I looked on the Wikipedia page and they give an example very like this one: One example of such a statement is "if Tokyo is in Spain, then the Eiffel Tower is in Bolivia".

So, I guess you must be right.

Perhaps I was thinking more in terms of mathematics, where things are clear cut. There could be a place in Spain called "Tokyo". There are the cities of Athens and Cairo in the US, for example. I still feel that additional assumption hovers over this whole question. That somehow it's not quite pure logic. It's logic mixed up with general knowledge.

When we say something like if $x^2 < 0$, then $x = 23$, then that is only vacuously true under strict conditions. $x$ cannot be a complex number. If that's understood, then we have something that is logically self-contained.

Whereas, something like "if Tokyo is in Spain, then the Eiffel Tower is in Bolivia" doesn't feel logically self-contained.

 

[Mark44]

Perhaps I was thinking more in terms of mathematics, where things are clear cut.

When we say something like if $x^2 < 0$, then $x = 23$, then that is only vacuously true under strict conditions. $x$ cannot be a complex number.

You don't need any conditions here. For the statement $x^2 < 0$ to be true (and allowing both real and complex numbers), x must be pure imaginary. If a complex x has some nonzero real part, then its square will also be complex, so can't be compared with zero. Now, if x is pure imaginary, its square is real, but negative, so x can't be equal to 23.

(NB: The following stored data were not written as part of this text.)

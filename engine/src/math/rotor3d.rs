// Copyright 2025 The ENKA-S Authors
//
// Licensed under the Apache License, Version 2.0 (the "License");
// you may not use this file except in compliance with the License.
// You may obtain a copy of the License at
//
//     http://www.apache.org/licenses/LICENSE-2.0
//
// Unless required by applicable law or agreed to in writing, software
// distributed under the License is distributed on an "AS IS" BASIS,
// WITHOUT WARRANTIES OR CONDITIONS OF ANY KIND, either express or implied.
// See the License for the specific language governing permissions and
// limitations under the License.
//! A rotor: the geometric-algebra analogue of a unit quaternion.
//!
//! A `Rotor3D` rotates a [`Vector3D`] by the sandwich product `R v R⁻¹`.
//! Unlike a quaternion it is built directly out of scalar + bivector parts,
//! which keeps the construction from an (angle, plane) pair free of any
//! axis-vector intermediate.

use super::bivector3d::Bivector3D;
use super::vector3d::Vector3D;

/// A rotor: scalar part `s` plus a bivector part spanning the xy/xz/yz
/// planes.
#[derive(Debug, Clone, Copy, PartialEq)]
pub struct Rotor3D {
    pub s: f64,
    pub b_xy: f64,
    pub b_xz: f64,
    pub b_yz: f64,
}

impl Rotor3D {
    /// The identity rotor (no rotation).
    pub const IDENTITY: Rotor3D = Rotor3D { s: 1.0, b_xy: 0.0, b_xz: 0.0, b_yz: 0.0 };

    pub const fn new(s: f64, b_xy: f64, b_xz: f64, b_yz: f64) -> Self {
        Rotor3D { s, b_xy, b_xz, b_yz }
    }

    /// Build the rotor that rotates by `angle_rad` radians in the plane
    /// spanned by `plane` (which need not be normalized).
    pub fn from_angle_plane(angle_rad: f64, plane: &Bivector3D) -> Self {
        let unit_plane = *plane / plane.norm();
        let sin_half = (angle_rad / 2.0).sin();
        Rotor3D {
            s: (angle_rad / 2.0).cos(),
            b_xy: -sin_half * unit_plane.xy,
            b_xz: -sin_half * unit_plane.xz,
            b_yz: -sin_half * unit_plane.yz,
        }
    }

    pub fn norm2(&self) -> f64 {
        self.s * self.s + self.b_xy * self.b_xy + self.b_xz * self.b_xz + self.b_yz * self.b_yz
    }

    pub fn norm(&self) -> f64 {
        self.norm2().sqrt()
    }

    /// Return this rotor scaled to unit norm.
    pub fn normalized(&self) -> Self {
        let n = self.norm();
        Rotor3D {
            s: self.s / n,
            b_xy: self.b_xy / n,
            b_xz: self.b_xz / n,
            b_yz: self.b_yz / n,
        }
    }

    /// The reverse rotor (the bivector part negated), which undoes the
    /// rotation this rotor applies.
    pub fn reverse(&self) -> Self {
        Rotor3D::new(self.s, -self.b_xy, -self.b_xz, -self.b_yz)
    }

    /// Compose two rotors: applying the result is equivalent to applying
    /// `rhs` first and then `self`.
    pub fn compose(&self, rhs: &Rotor3D) -> Self {
        Rotor3D {
            s: self.s * rhs.s - self.b_xy * rhs.b_xy - self.b_xz * rhs.b_xz - self.b_yz * rhs.b_yz,
            b_xy: self.s * rhs.b_xy + self.b_xy * rhs.s - self.b_xz * rhs.b_yz
                + self.b_yz * rhs.b_xz,
            b_xz: self.s * rhs.b_xz + self.b_xz * rhs.s + self.b_xy * rhs.b_yz
                - self.b_yz * rhs.b_xy,
            b_yz: self.s * rhs.b_yz + self.b_yz * rhs.s - self.b_xy * rhs.b_xz
                + self.b_xz * rhs.b_xy,
        }
    }

    /// Rotate a vector by this rotor via the sandwich product `R v R⁻¹`,
    /// expanded term-by-term so no explicit trivector temporary is needed.
    pub fn rotate(&self, vec: &Vector3D) -> Vector3D {
        let tmp = Vector3D::new(
            self.s * vec.x + vec.y * self.b_xy + vec.z * self.b_xz,
            self.s * vec.y - vec.x * self.b_xy + vec.z * self.b_yz,
            self.s * vec.z - vec.x * self.b_xz - vec.y * self.b_yz,
        );

        // Trivector component picked up by the first half of the sandwich.
        let t_xyz = vec.x * self.b_yz - vec.y * self.b_xz + vec.z * self.b_xy;

        Vector3D::new(
            self.s * tmp.x + tmp.y * self.b_xy + tmp.z * self.b_xz + t_xyz * self.b_yz,
            self.s * tmp.y - tmp.x * self.b_xy - t_xyz * self.b_xz + tmp.z * self.b_yz,
            self.s * tmp.z + t_xyz * self.b_xy - tmp.x * self.b_xz - tmp.y * self.b_yz,
        )
    }
}
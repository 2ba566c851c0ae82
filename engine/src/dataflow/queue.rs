// Copyright 2025 The ENKA-S Authors
//
// Licensed under the Apache License, Version 2.0 (the "License");
// you may not use this file except in compliance with the License.
// You may obtain a copy of the License at
//
//     http://www.apache.org/licenses/LICENSE-2.0
//
// Unless required by applicable law or agreed to in writing, software
// distributed under the License is distributed on an "AS IS" BASIS,
// WITHOUT WARRANTIES OR CONDITIONS OF ANY KIND, either express or implied.
// See the License for the specific language governing permissions and
// limitations under the License.
//! A fixed-capacity, blocking FIFO for handing snapshots from producer to
//! consumer without allocating in the hot loop.

use std::collections::VecDeque;
use std::sync::{Arc, Condvar, Mutex};

struct Inner<T> {
    items: VecDeque<T>,
    closed: bool,
}

/// A blocking, bounded, multi-producer multi-consumer FIFO. Delivery is
/// strictly in push order and no element is ever dropped.
pub struct BoundedQueue<T> {
    capacity: usize,
    state: Mutex<Inner<T>>,
    not_full: Condvar,
    not_empty: Condvar,
}

impl<T> BoundedQueue<T> {
    pub fn new(capacity: usize) -> Arc<Self> {
        assert!(capacity > 0, "a zero-capacity queue can never be pushed to");
        Arc::new(BoundedQueue {
            capacity,
            state: Mutex::new(Inner { items: VecDeque::with_capacity(capacity), closed: false }),
            not_full: Condvar::new(),
            not_empty: Condvar::new(),
        })
    }

    /// Push `item`, blocking while the queue is at capacity.
    ///
    /// # Panics
    ///
    /// Panics if the queue has already been [`close`](Self::close)d — pushing
    /// after close is a producer bug, not a condition callers recover from.
    pub fn push(&self, item: T) {
        let mut state = self.state.lock().unwrap();
        loop {
            assert!(!state.closed, "push on a closed BoundedQueue");
            if state.items.len() < self.capacity {
                state.items.push_back(item);
                self.not_empty.notify_one();
                return;
            }
            state = self.not_full.wait(state).unwrap();
        }
    }

    /// Pop the oldest item, blocking while the queue is empty and open.
    /// Returns `None` once the queue is closed and drained.
    pub fn pop(&self) -> Option<T> {
        let mut state = self.state.lock().unwrap();
        loop {
            if let Some(item) = state.items.pop_front() {
                self.not_full.notify_one();
                return Some(item);
            }
            if state.closed {
                return None;
            }
            state = self.not_empty.wait(state).unwrap();
        }
    }

    /// Signal end-of-stream. Any blocked or future `pop` on an empty queue
    /// returns `None` instead of blocking forever.
    pub fn close(&self) {
        let mut state = self.state.lock().unwrap();
        state.closed = true;
        self.not_empty.notify_all();
    }

    pub fn len(&self) -> usize {
        self.state.lock().unwrap().items.len()
    }

    pub fn is_empty(&self) -> bool {
        self.len() == 0
    }
}
// Copyright 2025 The ENKA-S Authors
//
// Licensed under the Apache License, Version 2.0 (the "License");
// you may not use this file except in compliance with the License.
// You may obtain a copy of the License at
//
//     http://www.apache.org/licenses/LICENSE-2.0
//
// Unless required by applicable law or agreed to in writing, software
// distributed under the License is distributed on an "AS IS" BASIS,
// WITHOUT WARRANTIES OR CONDITIONS OF ANY KIND, either express or implied.
// See the License for the specific language governing permissions and
// limitations under the License.
//! Per-generator settings and the tagged union that selects among them.

#[derive(Debug, Clone, Copy, PartialEq)]
pub struct UniformCubeSettings {
    pub particle_count: usize,
    pub side_length: f64,
    pub initial_velocity: f64,
    pub total_mass: f64,
}

impl UniformCubeSettings {
    pub fn is_valid(&self) -> bool {
        self.particle_count > 0 && self.side_length > 0.0 && self.initial_velocity > 0.0 && self.total_mass > 0.0
    }
}

#[derive(Debug, Clone, Copy, PartialEq)]
pub struct UniformSphereSettings {
    pub particle_count: usize,
    pub sphere_radius: f64,
    pub initial_velocity: f64,
    pub total_mass: f64,
}

impl UniformSphereSettings {
    pub fn is_valid(&self) -> bool {
        self.particle_count > 0 && self.sphere_radius > 0.0 && self.initial_velocity > 0.0 && self.total_mass > 0.0
    }
}

#[derive(Debug, Clone, Copy, PartialEq)]
pub struct NormalSphereSettings {
    pub particle_count: usize,
    pub position_std_dev: f64,
    pub velocity_std_dev: f64,
    pub mass_mean: f64,
    pub mass_std_dev: f64,
}

impl NormalSphereSettings {
    pub fn is_valid(&self) -> bool {
        self.particle_count > 0
            && self.position_std_dev > 0.0
            && self.velocity_std_dev > 0.0
            && self.mass_mean > 0.0
            && self.mass_std_dev > 0.0
    }
}

#[derive(Debug, Clone, Copy, PartialEq)]
pub struct PlummerSphereSettings {
    pub particle_count: usize,
    pub sphere_radius: f64,
    pub total_mass: f64,
}

impl PlummerSphereSettings {
    pub fn is_valid(&self) -> bool {
        self.particle_count > 0 && self.sphere_radius > 0.0 && self.total_mass > 0.0
    }
}

#[derive(Debug, Clone, Copy, PartialEq)]
pub struct SpiralGalaxySettings {
    pub particle_count: usize,
    pub num_arms: usize,
    pub radius: f64,
    pub total_mass: f64,
    pub twist: f64,
    pub black_hole_mass: f64,
}

impl SpiralGalaxySettings {
    pub fn is_valid(&self) -> bool {
        self.particle_count > 0
            && self.num_arms > 0
            && self.radius > 0.0
            && self.total_mass > 0.0
            && self.twist > 0.0
            && self.black_hole_mass > 0.0
    }
}

#[derive(Debug, Clone, Copy, PartialEq)]
pub struct CollisionModelSettings {
    pub particle_count_1: usize,
    pub radius_1: f64,
    pub total_mass_1: f64,
    pub particle_count_2: usize,
    pub radius_2: f64,
    pub total_mass_2: f64,
    pub separation: f64,
    pub relative_velocity: f64,
}

impl CollisionModelSettings {
    pub fn is_valid(&self) -> bool {
        self.particle_count_1 > 0
            && self.radius_1 > 0.0
            && self.total_mass_1 > 0.0
            && self.particle_count_2 > 0
            && self.radius_2 > 0.0
            && self.total_mass_2 > 0.0
    }
}

#[derive(Debug, Clone, Copy, PartialEq)]
pub struct FlybyModelSettings {
    pub particle_count: usize,
    pub sphere_radius: f64,
    pub total_mass: f64,
    pub body_mass: f64,
}

impl FlybyModelSettings {
    pub fn is_valid(&self) -> bool {
        self.particle_count > 0 && self.sphere_radius > 0.0 && self.total_mass > 0.0 && self.body_mass > 0.0
    }
}

/// The tagged union of every non-streaming generator's settings, mirroring
/// the reference implementation's `std::variant<...>`.
#[derive(Debug, Clone, Copy, PartialEq)]
pub enum GenerationSettings {
    UniformCube(UniformCubeSettings),
    UniformSphere(UniformSphereSettings),
    NormalSphere(NormalSphereSettings),
    PlummerSphere(PlummerSphereSettings),
    SpiralGalaxy(SpiralGalaxySettings),
    CollisionModel(CollisionModelSettings),
    FlybyModel(FlybyModelSettings),
}

impl GenerationSettings {
    pub fn is_valid(&self) -> bool {
        match self {
            GenerationSettings::UniformCube(s) => s.is_valid(),
            GenerationSettings::UniformSphere(s) => s.is_valid(),
            GenerationSettings::NormalSphere(s) => s.is_valid(),
            GenerationSettings::PlummerSphere(s) => s.is_valid(),
            GenerationSettings::SpiralGalaxy(s) => s.is_valid(),
            GenerationSettings::CollisionModel(s) => s.is_valid(),
            GenerationSettings::FlybyModel(s) => s.is_valid(),
        }
    }
}

/// A seed plus the settings of the generator it will drive.
#[derive(Debug, Clone, Copy, PartialEq)]
pub struct GenerationConfig {
    pub seed: u64,
    pub settings: GenerationSettings,
}

impl GenerationConfig {
    pub fn is_valid(&self) -> bool {
        self.settings.is_valid()
    }
}
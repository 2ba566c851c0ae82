// Copyright 2025 The ENKA-S Authors
//
// Licensed under the Apache License, Version 2.0 (the "License");
// you may not use this file except in compliance with the License.
// You may obtain a copy of the License at
//
//     http://www.apache.org/licenses/LICENSE-2.0
//
// Unless required by applicable law or agreed to in writing, software
// distributed under the License is distributed on an "AS IS" BASIS,
// WITHOUT WARRANTIES OR CONDITIONS OF ANY KIND, either express or implied.
// See the License for the specific language governing permissions and
// limitations under the License.
//! Geometric-algebra primitives shared by every module in this crate.

mod bivector3d;
mod rotor3d;
mod vector3d;

pub use bivector3d::Bivector3D;
pub use rotor3d::Rotor3D;
pub use vector3d::Vector3D;

use rand::Rng;
use std::f64::consts::PI;

/// Sample a uniformly random direction on the unit sphere.
///
/// Uses inverse-CDF sampling on the polar angle (`theta = acos(2u - 1)`)
/// rather than rejection, so it always terminates in constant time.
pub fn rand_on_sphere<R: Rng + ?Sized>(rng: &mut R) -> Vector3D {
    let theta = (2.0 * rng.gen::<f64>() - 1.0).acos();
    let phi = 2.0 * PI * rng.gen::<f64>();
    Vector3D::new(
        theta.sin() * phi.cos(),
        theta.sin() * phi.sin(),
        theta.cos(),
    )
}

OTOH, if x is real, then $x^2 \ge 0$, so $x^2 < 0$ can't be true in this case.

 

[PeroK]

You don't need any conditions here. For the statement $x^2 < 0$ to be true (and allowing both real and complex numbers), x must be pure imaginary. If a complex x has some nonzero real part, then its square will also be complex, so can't be compared with zero. Now, if x is pure imaginary, its square is real, but negative, so x can't be equal to 23.

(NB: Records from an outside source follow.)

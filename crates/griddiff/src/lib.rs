#![forbid(unsafe_code)]

//! `griddiff` renders a visual diff overlay on grid-network diagrams:
//! given the structured result of comparing two snapshots of the same
//! network, it classifies every diagram element (switch, transformer,
//! wire, flow arrow) into a severity level and rewrites the diagram's
//! style classes so changed elements light up with level-appropriate
//! colors.
//!
//! The network differ and the diagram layout/renderer are external
//! collaborators; this workspace only owns the classification and the
//! style rewriting.
//!
//! # Features
//!
//! - `render`: enable the style overlay engine + SVG post-processing
//!   (`griddiff::render`)

pub use griddiff_core::*;

#[cfg(feature = "render")]
pub mod render {
    pub use griddiff_render::model::{DiagramEdge, DiagramNode, NodeKind};
    pub use griddiff_render::postprocess::{ArrowBindings, PostProcessOptions, rewrite_diagram};
    pub use griddiff_render::{StyleOverlay, replace_exact_class};

    #[derive(Debug, thiserror::Error)]
    pub enum OverlayError {
        #[error(transparent)]
        Core(#[from] griddiff_core::Error),
        #[error(transparent)]
        Render(#[from] griddiff_render::Error),
    }

    pub type Result<T> = std::result::Result<T, OverlayError>;

    /// One-call overlay pipeline: parses the differ result and the level
    /// configuration, then patches the rendered SVG's arrow classes and
    /// (per `options`) its embedded stylesheet.
    ///
    /// An invalid `levels_json` falls back to the default single band; a
    /// malformed `diff_json` is an error the caller surfaces as a bad
    /// request.
    pub fn overlay_svg(
        diff_json: &str,
        levels_json: Option<&str>,
        mode: griddiff_core::DeltaMode,
        svg: &str,
        bindings: &ArrowBindings,
        options: &PostProcessOptions,
    ) -> Result<String> {
        let diff = griddiff_core::DiffData::parse(diff_json)?;
        let levels = griddiff_core::LevelsData::parse_or_default(levels_json);
        let classifier = griddiff_core::LevelClassifier::new(levels, mode);
        let overlay = StyleOverlay::new(&diff, &classifier);
        Ok(rewrite_diagram(svg, &overlay, bindings, options)?)
    }
}
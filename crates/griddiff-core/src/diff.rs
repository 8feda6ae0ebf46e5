//! Typed view over the network differ's result.
//!
//! The differ compares two snapshots of the same network and emits a JSON
//! document with one entry per voltage level (changed-switch ids) and one
//! entry per branch (per-terminal deltas). This module flattens that
//! document into lookup structures keyed the way the diagram model refers
//! to elements.

use indexmap::IndexMap;
use rustc_hash::FxHashSet;
use serde::Deserialize;

use crate::error::{Error, Result};

/// Measurement side of a two-ended branch (line or two-winding transformer).
#[derive(Debug, Clone, Copy, PartialEq, Eq, Hash)]
pub enum BranchSide {
    One,
    Two,
}

impl BranchSide {
    pub fn as_str(self) -> &'static str {
        match self {
            BranchSide::One => "ONE",
            BranchSide::Two => "TWO",
        }
    }
}

/// Per-terminal deltas between the two snapshots, in absolute and
/// percentage form. A terminal that exists in only one snapshot has no
/// defined delta; the differ serializes those as string placeholders and
/// they are normalized to NaN here.
#[derive(Debug, Clone, Copy)]
pub struct TerminalDelta {
    pub active: f64,
    pub reactive: f64,
    pub current: f64,
    pub active_pct: f64,
    pub reactive_pct: f64,
    pub current_pct: f64,
}

impl TerminalDelta {
    pub fn active_for(&self, mode: crate::classify::DeltaMode) -> f64 {
        match mode {
            crate::classify::DeltaMode::Absolute => self.active,
            crate::classify::DeltaMode::Percentage => self.active_pct,
        }
    }

    pub fn reactive_for(&self, mode: crate::classify::DeltaMode) -> f64 {
        match mode {
            crate::classify::DeltaMode::Absolute => self.reactive,
            crate::classify::DeltaMode::Percentage => self.reactive_pct,
        }
    }

    pub fn current_for(&self, mode: crate::classify::DeltaMode) -> f64 {
        match mode {
            crate::classify::DeltaMode::Absolute => self.current,
            crate::classify::DeltaMode::Percentage => self.current_pct,
        }
    }
}

/// The differ emits `"Nan"` (and similar placeholders) where a terminal has
/// no defined delta, because NaN is not valid JSON.
#[derive(Debug, Deserialize)]
#[serde(untagged)]
enum RawDelta {
    Number(f64),
    Placeholder(String),
}

impl RawDelta {
    fn as_f64(&self) -> f64 {
        match self {
            RawDelta::Number(v) => *v,
            RawDelta::Placeholder(_) => f64::NAN,
        }
    }
}

#[derive(Debug, Deserialize)]
struct RawVoltageLevelDiff {
    #[serde(rename = "vl.switchesStatus-delta")]
    switches_status_delta: Vec<String>,
}

#[derive(Debug, Deserialize)]
struct RawBranchDiff {
    #[serde(rename = "branch.branchId1")]
    branch_id: String,
    #[serde(rename = "branch.terminal1.p-delta")]
    terminal1_p_delta: RawDelta,
    #[serde(rename = "branch.terminal1.q-delta")]
    terminal1_q_delta: RawDelta,
    #[serde(rename = "branch.terminal1.i-delta")]
    terminal1_i_delta: RawDelta,
    #[serde(rename = "branch.terminal1.p-delta-percent")]
    terminal1_p_delta_percent: RawDelta,
    #[serde(rename = "branch.terminal1.q-delta-percent")]
    terminal1_q_delta_percent: RawDelta,
    #[serde(rename = "branch.terminal1.i-delta-percent")]
    terminal1_i_delta_percent: RawDelta,
    #[serde(rename = "branch.terminal2.p-delta")]
    terminal2_p_delta: RawDelta,
    #[serde(rename = "branch.terminal2.q-delta")]
    terminal2_q_delta: RawDelta,
    #[serde(rename = "branch.terminal2.i-delta")]
    terminal2_i_delta: RawDelta,
    #[serde(rename = "branch.terminal2.p-delta-percent")]
    terminal2_p_delta_percent: RawDelta,
    #[serde(rename = "branch.terminal2.q-delta-percent")]
    terminal2_q_delta_percent: RawDelta,
    #[serde(rename = "branch.terminal2.i-delta-percent")]
    terminal2_i_delta_percent: RawDelta,
}

impl RawBranchDiff {
    fn side_one(&self) -> TerminalDelta {
        TerminalDelta {
            active: self.terminal1_p_delta.as_f64(),
            reactive: self.terminal1_q_delta.as_f64(),
            current: self.terminal1_i_delta.as_f64(),
            active_pct: self.terminal1_p_delta_percent.as_f64(),
            reactive_pct: self.terminal1_q_delta_percent.as_f64(),
            current_pct: self.terminal1_i_delta_percent.as_f64(),
        }
    }

    fn side_two(&self) -> TerminalDelta {
        TerminalDelta {
            active: self.terminal2_p_delta.as_f64(),
            reactive: self.terminal2_q_delta.as_f64(),
            current: self.terminal2_i_delta.as_f64(),
            active_pct: self.terminal2_p_delta_percent.as_f64(),
            reactive_pct: self.terminal2_q_delta_percent.as_f64(),
            current_pct: self.terminal2_i_delta_percent.as_f64(),
        }
    }
}

#[derive(Debug, Deserialize)]
struct RawDiffResult {
    #[serde(rename = "diff.VoltageLevels")]
    voltage_levels: Vec<RawVoltageLevelDiff>,
    #[serde(rename = "diff.Branches")]
    branches: Vec<RawBranchDiff>,
}

/// Immutable view over one differ result, built once per rendering request.
///
/// Branch deltas are keyed by `"{branchId}_{SIDE}"`, matching the ids the
/// diagram model assigns to feeder nodes, so overlay lookups are a single
/// map access.
#[derive(Debug, Clone, Default)]
pub struct DiffData {
    switches: FxHashSet<String>,
    branch_sides: IndexMap<String, TerminalDelta>,
}

impl DiffData {
    pub fn parse(json: &str) -> Result<Self> {
        let raw: RawDiffResult =
            serde_json::from_str(json).map_err(|e| Error::MalformedDiff {
                message: e.to_string(),
            })?;
        Ok(Self::from_raw(raw))
    }

    pub fn from_value(value: &serde_json::Value) -> Result<Self> {
        let raw: RawDiffResult =
            serde_json::from_value(value.clone()).map_err(|e| Error::MalformedDiff {
                message: e.to_string(),
            })?;
        Ok(Self::from_raw(raw))
    }

    fn from_raw(raw: RawDiffResult) -> Self {
        let switches: FxHashSet<String> = raw
            .voltage_levels
            .into_iter()
            .flat_map(|vl| vl.switches_status_delta)
            .collect();

        let mut branch_sides = IndexMap::with_capacity(raw.branches.len() * 2);
        for branch in &raw.branches {
            branch_sides.insert(
                composite_key(&branch.branch_id, BranchSide::One),
                branch.side_one(),
            );
            branch_sides.insert(
                composite_key(&branch.branch_id, BranchSide::Two),
                branch.side_two(),
            );
        }

        tracing::debug!(
            switches = switches.len(),
            branch_sides = branch_sides.len(),
            "parsed network diff result"
        );

        DiffData {
            switches,
            branch_sides,
        }
    }

    /// Ids of the switches whose open/closed state differs between the
    /// two snapshots.
    pub fn switches_changed(&self) -> &FxHashSet<String> {
        &self.switches
    }

    pub fn switch_changed(&self, id: &str) -> bool {
        self.switches.contains(id)
    }

    pub fn delta_for(&self, element_id: &str, side: BranchSide) -> Option<&TerminalDelta> {
        self.branch_sides.get(&composite_key(element_id, side))
    }

    /// Lookup by an id that already carries the side suffix (feeder node
    /// ids are of the form `"{branchId}_{SIDE}"`).
    pub fn delta_for_terminal(&self, terminal_id: &str) -> Option<&TerminalDelta> {
        self.branch_sides.get(terminal_id)
    }

    pub fn has_terminal(&self, terminal_id: &str) -> bool {
        self.branch_sides.contains_key(terminal_id)
    }
}

fn composite_key(element_id: &str, side: BranchSide) -> String {
    format!("{}_{}", element_id, side.as_str())
}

OTOH, if x is real, then $x^2 \ge 0$, so $x^2 < 0$ can't be true in this case.

Either way, the implication is, by definition true. The hypothesis can't possibly be true, regardless of whether x is real or complex, so the truth value of the conclusion is irrelevant, making the implication itself true.

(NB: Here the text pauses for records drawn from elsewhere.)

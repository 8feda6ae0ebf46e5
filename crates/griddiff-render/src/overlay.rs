//! The style overlay engine: decides, per diagram primitive, which
//! severity-level suffix its style classes carry.
//!
//! Every decision is a pure function of the element's identity, its
//! topology adjacency, the parsed diff data and the classifier. Instances
//! are built fresh per rendering request and hold no mutable state.

use griddiff_core::classify::{
    ARROW_ACTIVE_CLASS, ARROW_REACTIVE_CLASS, CONSTANT_COLOR_CLASS, LEVEL_0_SUFFIX,
};
use griddiff_core::{DiffData, LevelClassifier};

use crate::model::{DiagramEdge, DiagramNode, NodeKind};

#[derive(Debug)]
pub struct StyleOverlay<'a> {
    diff: &'a DiffData,
    classifier: &'a LevelClassifier,
}

impl<'a> StyleOverlay<'a> {
    pub fn new(diff: &'a DiffData, classifier: &'a LevelClassifier) -> Self {
        StyleOverlay { diff, classifier }
    }

    /// Severity suffix for a diagram node.
    ///
    /// A switch present in the changed-switch set always maps to the top
    /// band: a state flip is a binary fact with no magnitude to grade.
    /// Two-winding transformers aggregate the current deltas of their
    /// terminals; every other node is level 0.
    pub fn node_suffix(&self, node: &DiagramNode) -> String {
        match node.kind {
            NodeKind::Switch if self.diff.switch_changed(&node.id) => self.classifier.top_suffix(),
            NodeKind::TwoWindingTransformer => self.transformer_suffix(node),
            _ => LEVEL_0_SUFFIX.to_string(),
        }
    }

    fn transformer_suffix(&self, node: &DiagramNode) -> String {
        let adjacent: Vec<&str> = node
            .adjacent_ids
            .iter()
            .map(String::as_str)
            .filter(|id| *id != node.id)
            .collect();

        let own = self.diff.delta_for_terminal(&node.id);
        let all_adjacent_diffed = adjacent.iter().all(|id| self.diff.has_terminal(id));
        if own.is_none() && !all_adjacent_diffed {
            return LEVEL_0_SUFFIX.to_string();
        }

        let mode = self.classifier.mode();
        let i_delta = match own {
            Some(delta) => delta.current_for(mode),
            // All adjacent ids have a record here; undefined (NaN) deltas
            // cannot win the max and are skipped.
            None => adjacent
                .iter()
                .filter_map(|id| self.diff.delta_for_terminal(id))
                .map(|delta| delta.current_for(mode))
                .filter(|value| !value.is_nan())
                .reduce(f64::max)
                .unwrap_or(0.0),
        };
        self.classifier.classify(i_delta)
    }

    /// Severity suffix for a wire. Node 1's delta record wins when both
    /// endpoints have one; an edge with neither endpoint diffed is level 0.
    pub fn wire_suffix(&self, edge: &DiagramEdge) -> String {
        let delta = self
            .diff
            .delta_for_terminal(&edge.node1_id)
            .or_else(|| self.diff.delta_for_terminal(&edge.node2_id));
        match delta {
            Some(delta) => self
                .classifier
                .classify(delta.current_for(self.classifier.mode())),
            None => LEVEL_0_SUFFIX.to_string(),
        }
    }

    /// Style class of the active-power flow arrow of the given feeder.
    pub fn active_arrow_class(&self, feeder_id: &str) -> String {
        let suffix = match self.diff.delta_for_terminal(feeder_id) {
            Some(delta) => self
                .classifier
                .classify(delta.active_for(self.classifier.mode())),
            None => LEVEL_0_SUFFIX.to_string(),
        };
        format!("{ARROW_ACTIVE_CLASS}{suffix}")
    }

    /// Style class of the reactive-power flow arrow of the given feeder.
    pub fn reactive_arrow_class(&self, feeder_id: &str) -> String {
        let suffix = match self.diff.delta_for_terminal(feeder_id) {
            Some(delta) => self
                .classifier
                .classify(delta.reactive_for(self.classifier.mode())),
            None => LEVEL_0_SUFFIX.to_string(),
        };
        format!("{ARROW_REACTIVE_CLASS}{suffix}")
    }

    /// Returns the node's style classes with the `constant-color` token
    /// replaced by its leveled variant. Other classes and their order are
    /// untouched.
    pub fn node_classes(&self, node: &DiagramNode, classes: &[String]) -> Vec<String> {
        let suffix = self.node_suffix(node);
        replace_exact_class(
            classes,
            CONSTANT_COLOR_CLASS,
            &format!("{CONSTANT_COLOR_CLASS}{suffix}"),
        )
    }

    /// Wire counterpart of [`Self::node_classes`].
    pub fn wire_classes(&self, edge: &DiagramEdge, classes: &[String]) -> Vec<String> {
        let suffix = self.wire_suffix(edge);
        replace_exact_class(
            classes,
            CONSTANT_COLOR_CLASS,
            &format!("{CONSTANT_COLOR_CLASS}{suffix}"),
        )
    }

    /// Stylesheet for the configured levels, suitable for embedding next
    /// to (or inside) the rendered diagram.
    pub fn stylesheet(&self) -> String {
        self.classifier.stylesheet()
    }
}

/// Replaces whole-token occurrences of `from` in a class list, returning a
/// new list. Substring matches (e.g. `constant-colorized`) are not touched.
pub fn replace_exact_class(classes: &[String], from: &str, to: &str) -> Vec<String> {
    classes
        .iter()
        .map(|class| {
            if class == from {
                to.to_string()
            } else {
                class.clone()
            }
        })
        .collect()
}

$i^2 = -1 < 0$ and $i \ne 23$

 

[Mark44]

$i^2 = -1 < 0$ and $i \ne 23$

You're correct and my logic had a flaw. If x is pure imaginary, then then the implication is false because the hypothesis is true (##i^2 < 0) while the conclusion is false (x = 23). Thank you for the correction. I edited my post but left what I wrote in what you quoted.

 

[PeroK]

Sorry to go on about this, but I think this is interesting. The Wikipedia page has: "if Tokyo is in Spain, then the Eiffel Tower is in Bolivia" as a vacuous truth. But, that doesn't hold by the rules of logic alone. To be logically valid it would need to be "If Tokyo is not in Spain and Tokyo is in Spain, then ...".

Logic itself is not supposed to depend on whether the statements themselves are true. It's supposed to be self-contained. As far as possible, mathematics is self-contained. This goes back to my original point that it's better to stick to mathematics when explaining this aspect of logic. That goes for my Wimbledon example as well. Although, I Imagine, that will always be true; and I tried to make it self-contained.

Whereas, @phinds example, is highly dependent on current facts. This is not to say it's wrong. But, it does miss the point, IMO, that these logical constructions are supposed to be self-contained.

 

[Paul Colby]

it all boils down to sets. In both cases, $x^2<0$ or my Wimbledon entries, we are choosing from the empty set. That's what makes them logically similar.

So, I look at this and the set $x^2<0$ isn't empty. $2i$ is a member for example.